Under One Roof
At Marina Bay Sands, Lily Ong indulged in good food and childlike fun in the company of Bryan Loo, Sally Quah and their two adorable daughters
Bryan Loo and Sally Quah enjoy a short staycation with their daughters at Marina Bay Sands
Bryan loo and Sally Quah enjoy taking their two daughters Kylie and Hayley for short staycations. The charming CEO of Loob Holdings confessed that carving time for himself for personal holidays is a luxury these days. “Balance doesn’t exist in my vocabulary, so when I can, I take short breaks with Sally and the girls,” he says.
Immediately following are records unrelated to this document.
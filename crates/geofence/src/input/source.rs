//! Tabular source data and metadata.

use std::fmt;
use std::path::PathBuf;

use chrono::{DateTime, Utc};
use indexmap::IndexMap;
use serde::{Deserialize, Serialize};

/// Metadata about a loaded source file.
#[derive(Debug, Clone, Serialize, Deserialize)]
pub struct SourceMetadata {
    /// File name without path.
    pub file: String,
    /// Full path to the file.
    pub path: PathBuf,
    /// SHA-256 hash of the file contents.
    pub hash: String,
    /// File size in bytes.
    pub size_bytes: u64,
    /// Detected format (csv, tsv, json, etc.).
    pub format: String,
    /// Number of data rows (excluding header).
    pub row_count: usize,
    /// Number of columns.
    pub column_count: usize,
    /// When the file was read.
    pub loaded_at: DateTime<Utc>,
}

impl SourceMetadata {
    /// Create metadata for a file that has been read.
    pub fn new(
        path: PathBuf,
        hash: String,
        size_bytes: u64,
        format: String,
        row_count: usize,
        column_count: usize,
    ) -> Self {
        let file = path
            .file_name()
            .map(|s| s.to_string_lossy().into_owned())
            .unwrap_or_default();

        Self {
            file,
            path,
            hash,
            size_bytes,
            format,
            row_count,
            column_count,
            loaded_at: Utc::now(),
        }
    }
}

/// A single spreadsheet cell.
#[derive(Debug, Clone, PartialEq, Serialize, Deserialize)]
#[serde(untagged)]
pub enum CellValue {
    Number(f64),
    Text(String),
}

impl CellValue {
    /// Textual form with surrounding whitespace removed.
    pub fn as_text(&self) -> String {
        match self {
            CellValue::Text(s) => s.trim().to_string(),
            CellValue::Number(n) => n.to_string(),
        }
    }

    /// Whether the cell counts as absent.
    pub fn is_empty(&self) -> bool {
        match self {
            CellValue::Text(s) => s.trim().is_empty(),
            CellValue::Number(n) => !n.is_finite(),
        }
    }
}

impl fmt::Display for CellValue {
    fn fmt(&self, f: &mut fmt::Formatter<'_>) -> fmt::Result {
        f.write_str(&self.as_text())
    }
}

impl From<&str> for CellValue {
    fn from(s: &str) -> Self {
        CellValue::Text(s.to_string())
    }
}

impl From<String> for CellValue {
    fn from(s: String) -> Self {
        CellValue::Text(s)
    }
}

impl From<f64> for CellValue {
    fn from(n: f64) -> Self {
        CellValue::Number(n)
    }
}

/// One row keyed by column label exactly as it appeared in the source.
///
/// Labels keep their original case and whitespace; matching is the job of
/// [`ColumnResolver`](crate::schema::ColumnResolver).
#[derive(Debug, Clone, Default, PartialEq, Serialize, Deserialize)]
#[serde(transparent)]
pub struct RawRow {
    cells: IndexMap<String, CellValue>,
}

impl RawRow {
    /// Create an empty row.
    pub fn new() -> Self {
        Self::default()
    }

    /// Builder-style cell insertion.
    pub fn with(mut self, label: impl Into<String>, value: impl Into<CellValue>) -> Self {
        self.cells.insert(label.into(), value.into());
        self
    }

    /// Column labels in source order.
    pub fn labels(&self) -> impl Iterator<Item = &str> {
        self.cells.keys().map(|k| k.as_str())
    }

    /// Labels paired with their cells, in source order.
    pub fn cells(&self) -> impl Iterator<Item = (&str, &CellValue)> {
        self.cells.iter().map(|(k, v)| (k.as_str(), v))
    }

    pub fn len(&self) -> usize {
        self.cells.len()
    }

    pub fn is_empty(&self) -> bool {
        self.cells.is_empty()
    }
}

/// A label repeated in the source keeps its first cell.
impl<K: Into<String>, V: Into<CellValue>> FromIterator<(K, V)> for RawRow {
    fn from_iter<I: IntoIterator<Item = (K, V)>>(iter: I) -> Self {
        let mut cells = IndexMap::new();
        for (label, value) in iter {
            cells.entry(label.into()).or_insert_with(|| value.into());
        }
        Self { cells }
    }
}

/// Represents parsed tabular data.
#[derive(Debug, Clone)]
pub struct DataTable {
    /// Column headers.
    pub headers: Vec<String>,
    /// Row data (row-major order), aligned with `headers`.
    pub rows: Vec<Vec<CellValue>>,
}

impl DataTable {
    /// Create a new data table.
    pub fn new(headers: Vec<String>, rows: Vec<Vec<CellValue>>) -> Self {
        Self { headers, rows }
    }

    /// Get the number of columns.
    pub fn column_count(&self) -> usize {
        self.headers.len()
    }

    /// Get the number of rows (excluding header).
    pub fn row_count(&self) -> usize {
        self.rows.len()
    }

    /// Get a specific cell value.
    pub fn get(&self, row: usize, col: usize) -> Option<&CellValue> {
        self.rows.get(row).and_then(|r| r.get(col))
    }

    /// Convert into keyed rows for ingestion.
    pub fn to_raw_rows(&self) -> Vec<RawRow> {
        self.rows
            .iter()
            .map(|row| {
                self.headers
                    .iter()
                    .zip(row.iter())
                    .map(|(h, v)| (h.clone(), v.clone()))
                    .collect()
            })
            .collect()
    }
}
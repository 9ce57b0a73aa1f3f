//! Geometry types and WKT parsing.

mod ring;
pub mod wkt;

pub use ring::{BoundingBox, GeometryRing, LatLng, MIN_RING_POINTS};
pub use wkt::{parse as parse_wkt, WktError};
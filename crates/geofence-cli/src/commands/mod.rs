//! CLI command implementations.

pub mod inspect;
pub mod replay;
pub mod template;
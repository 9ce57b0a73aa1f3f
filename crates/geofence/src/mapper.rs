//! Main `GeofenceMapper` struct and public API.

use std::path::Path;

use serde::Serialize;
use tracing::info;

use crate::config::MapperConfig;
use crate::controller::{LoadOutcome, Session, VisibilityController};
use crate::error::{LoadError, Result};
use crate::ingest::{IngestPipeline, Ingestion};
use crate::input::{Parser, RawRow, SourceMetadata};
use crate::view::{ListAdapter, MapAdapter};

/// Result of reading and ingesting a file without a session.
#[derive(Debug, Clone, Serialize)]
pub struct Inspection {
    pub source: SourceMetadata,
    #[serde(flatten)]
    pub ingestion: Ingestion,
}

/// Ties the reader, the ingestion pipeline and the controller together.
pub struct GeofenceMapper {
    config: MapperConfig,
    parser: Parser,
    pipeline: IngestPipeline,
    controller: VisibilityController,
}

impl GeofenceMapper {
    /// Create a mapper with default configuration.
    pub fn new() -> Self {
        Self::with_config(MapperConfig::default())
    }

    /// Create a mapper with custom configuration.
    pub fn with_config(config: MapperConfig) -> Self {
        let parser = Parser::with_config(config.parser.clone());
        let pipeline = IngestPipeline::new(&config);
        let controller = VisibilityController::new(config.clone());

        Self {
            config,
            parser,
            pipeline,
            controller,
        }
    }

    pub fn config(&self) -> &MapperConfig {
        &self.config
    }

    pub fn controller(&self) -> &VisibilityController {
        &self.controller
    }

    /// Decode a spreadsheet export into rows.
    pub fn read(&self, path: impl AsRef<Path>) -> Result<(Vec<RawRow>, SourceMetadata)> {
        let (table, source) = self.parser.parse_file(path)?;
        Ok((table.to_raw_rows(), source))
    }

    /// Read and ingest a file, reporting geofences and warnings.
    ///
    /// A file in which every row is rejected is not an error here; the
    /// result simply has no geofences.
    pub fn inspect(&self, path: impl AsRef<Path>) -> std::result::Result<Inspection, LoadError> {
        let (rows, source) = self.read(path)?;
        let ingestion = self.pipeline.ingest(&rows)?;
        info!(
            file = %source.file,
            geofences = ingestion.geofences.len(),
            warnings = ingestion.warnings.len(),
            "inspected"
        );
        Ok(Inspection { source, ingestion })
    }

    /// Read a file and install it in `session`.
    pub fn load_file<M, L>(
        &self,
        session: &mut Session,
        path: impl AsRef<Path>,
        map: &mut M,
        list: &mut L,
    ) -> std::result::Result<LoadOutcome, LoadError>
    where
        M: MapAdapter + ?Sized,
        L: ListAdapter + ?Sized,
    {
        let ticket = session.begin_load();
        let read = self.read(path);
        let (rows, source) = match read {
            Ok((rows, source)) => (Ok(rows), Some(source)),
            Err(e) => (Err(e), None),
        };

        let outcome = self
            .controller
            .complete_load(session, ticket, rows, map, list)?;
        if let (LoadOutcome::Loaded(_), Some(source)) = (&outcome, source) {
            list.set_file_name(&source.file);
            session.set_source(source);
        }
        Ok(outcome)
    }
}

impl Default for GeofenceMapper {
    fn default() -> Self {
        Self::new()
    }
}

#[cfg(test)]
mod tests {
    use super::*;
    use crate::view::{RecordingList, RecordingMap};
    use std::io::Write;
    use tempfile::NamedTempFile;

    fn create_test_file(content: &str, suffix: &str) -> NamedTempFile {
        let mut file = tempfile::Builder::new().suffix(suffix).tempfile().unwrap();
        file.write_all(content.as_bytes()).unwrap();
        file
    }

    #[test]
    fn test_inspect_csv() {
        let content = "Name,WKT\nA,\"POLYGON ((0 0, 1 0, 1 1, 0 0))\"\nB,\n";
        let file = create_test_file(content, ".csv");

        let result = GeofenceMapper::new().inspect(file.path()).unwrap();
        assert_eq!(result.source.format, "csv");
        assert_eq!(result.ingestion.geofences.len(), 1);
        assert_eq!(result.ingestion.warnings.len(), 1);
    }

    #[test]
    fn test_load_file_records_source() {
        let content = r#"[{"name": "A", "polygon": "POLYGON ((0 0, 1 0, 1 1))"}]"#;
        let file = create_test_file(content, ".json");

        let mapper = GeofenceMapper::new();
        let mut session = Session::new();
        let (mut map, mut list) = (RecordingMap::new(), RecordingList::new());

        let outcome = mapper
            .load_file(&mut session, file.path(), &mut map, &mut list)
            .unwrap();
        assert!(matches!(outcome, LoadOutcome::Loaded(_)));
        assert_eq!(session.source().unwrap().format, "json");
        assert!(session.source().unwrap().hash.starts_with("sha256:"));
        assert_eq!(list.file_name.as_deref(), Some(session.source().unwrap().file.as_str()));
    }

    #[test]
    fn test_load_missing_file_is_source_read() {
        let mapper = GeofenceMapper::new();
        let mut session = Session::new();
        let (mut map, mut list) = (RecordingMap::new(), RecordingList::new());

        let err = mapper
            .load_file(&mut session, "/nonexistent/fences.csv", &mut map, &mut list)
            .unwrap_err();
        assert!(matches!(err, LoadError::SourceRead(_)));
        assert!(list.error.is_some());
    }

    #[test]
    fn test_header_only_csv_is_empty_dataset() {
        let file = create_test_file("name,wkt\n", ".csv");
        let err = GeofenceMapper::new().inspect(file.path()).unwrap_err();
        assert!(matches!(err, LoadError::EmptyDataset));
    }
}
Therefore, when the opportunity came for Bryan and his family to enjoy a retreat in Singapore courtesy of Marina Bay Sands, he and Sally were happy for the quick getaway with their daughters. With world-class fine dining, shopping and entertainment that includes a casino and the Moshe Safdie- designed hotel with over 2,500 rooms, Marina Bay Sands is investing a lot of thought and effort into building its position as an attraction for both adults and children alike. Case in point: the hotel’s newly completed family room on the second and third floor of the complex. Designed with families in mind, this sanctuary is furnished with a king-sized bed and two single beds for a family of four. Upon checking in at the family room suites, Kylie and Hayley were thrilled at the prospect of having their own beds, and tucked their stuffed toys underneath the covers to mark their territory. Like her daughters, Sally too expressed her excitement at the child-sized bathrobes made available, which she would use to dress them for a quick swim at the complex’s iconic rooftop infinity pool later in the afternoon.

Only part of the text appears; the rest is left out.